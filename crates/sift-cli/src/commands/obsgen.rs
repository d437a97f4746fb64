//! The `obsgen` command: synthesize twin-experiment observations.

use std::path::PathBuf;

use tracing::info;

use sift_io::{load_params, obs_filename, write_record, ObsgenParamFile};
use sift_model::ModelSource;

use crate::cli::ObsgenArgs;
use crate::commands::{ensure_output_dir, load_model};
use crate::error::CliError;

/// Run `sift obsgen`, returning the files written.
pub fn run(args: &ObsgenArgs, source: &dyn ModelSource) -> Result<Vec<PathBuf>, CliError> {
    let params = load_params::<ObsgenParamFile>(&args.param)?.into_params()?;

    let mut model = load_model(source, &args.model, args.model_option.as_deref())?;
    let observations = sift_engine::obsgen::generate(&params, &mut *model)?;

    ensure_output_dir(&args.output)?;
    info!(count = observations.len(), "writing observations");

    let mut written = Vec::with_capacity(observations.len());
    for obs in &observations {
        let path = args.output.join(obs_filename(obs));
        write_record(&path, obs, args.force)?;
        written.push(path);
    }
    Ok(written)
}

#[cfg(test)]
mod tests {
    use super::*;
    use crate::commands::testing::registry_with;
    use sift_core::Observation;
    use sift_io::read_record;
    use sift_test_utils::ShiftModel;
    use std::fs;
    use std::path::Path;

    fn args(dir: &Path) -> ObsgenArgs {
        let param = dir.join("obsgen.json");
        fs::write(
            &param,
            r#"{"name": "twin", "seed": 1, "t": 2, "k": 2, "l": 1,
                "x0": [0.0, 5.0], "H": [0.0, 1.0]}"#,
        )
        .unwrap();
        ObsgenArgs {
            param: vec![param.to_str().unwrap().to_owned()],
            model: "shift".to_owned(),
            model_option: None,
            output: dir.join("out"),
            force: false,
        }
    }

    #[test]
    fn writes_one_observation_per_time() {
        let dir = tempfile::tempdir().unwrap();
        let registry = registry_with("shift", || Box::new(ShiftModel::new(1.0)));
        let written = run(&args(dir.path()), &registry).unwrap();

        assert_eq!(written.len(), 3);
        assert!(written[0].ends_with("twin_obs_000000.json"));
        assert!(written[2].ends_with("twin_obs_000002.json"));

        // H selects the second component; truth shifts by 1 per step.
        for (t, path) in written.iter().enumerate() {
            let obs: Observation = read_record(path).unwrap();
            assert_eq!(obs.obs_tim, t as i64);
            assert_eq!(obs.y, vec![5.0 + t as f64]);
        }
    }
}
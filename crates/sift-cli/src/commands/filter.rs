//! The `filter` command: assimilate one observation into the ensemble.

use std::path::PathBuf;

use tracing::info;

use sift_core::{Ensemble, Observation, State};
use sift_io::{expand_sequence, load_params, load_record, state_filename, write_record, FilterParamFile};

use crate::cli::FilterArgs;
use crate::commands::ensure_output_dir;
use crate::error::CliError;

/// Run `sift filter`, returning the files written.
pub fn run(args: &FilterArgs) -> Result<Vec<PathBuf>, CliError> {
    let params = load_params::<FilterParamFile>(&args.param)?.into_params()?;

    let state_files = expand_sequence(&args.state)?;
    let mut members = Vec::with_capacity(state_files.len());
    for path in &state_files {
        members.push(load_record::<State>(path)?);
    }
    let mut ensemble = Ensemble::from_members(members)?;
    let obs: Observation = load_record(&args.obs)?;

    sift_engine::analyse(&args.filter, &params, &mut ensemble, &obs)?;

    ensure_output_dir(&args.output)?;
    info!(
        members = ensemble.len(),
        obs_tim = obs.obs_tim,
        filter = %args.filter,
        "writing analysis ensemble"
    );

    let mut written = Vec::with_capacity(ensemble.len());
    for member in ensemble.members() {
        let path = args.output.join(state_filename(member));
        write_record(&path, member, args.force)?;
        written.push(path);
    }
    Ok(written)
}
-=-=-
◆ Exercise requirements: Copy out the entries exactly. Begin at the first line and end with the line that has "use crate::cli::ObsgenArgs;".

◆ Output of the exercise:
filename crates/sift-cli/src/commands/obsgen.rs
repository d437a97f4746fb64
//! The `obsgen` command: synthesize twin-experiment observations.

use std::path::PathBuf;

use tracing::info;

use sift_io::{load_params, obs_filename, write_record, ObsgenParamFile};
use sift_model::ModelSource;

use crate::cli::ObsgenArgs;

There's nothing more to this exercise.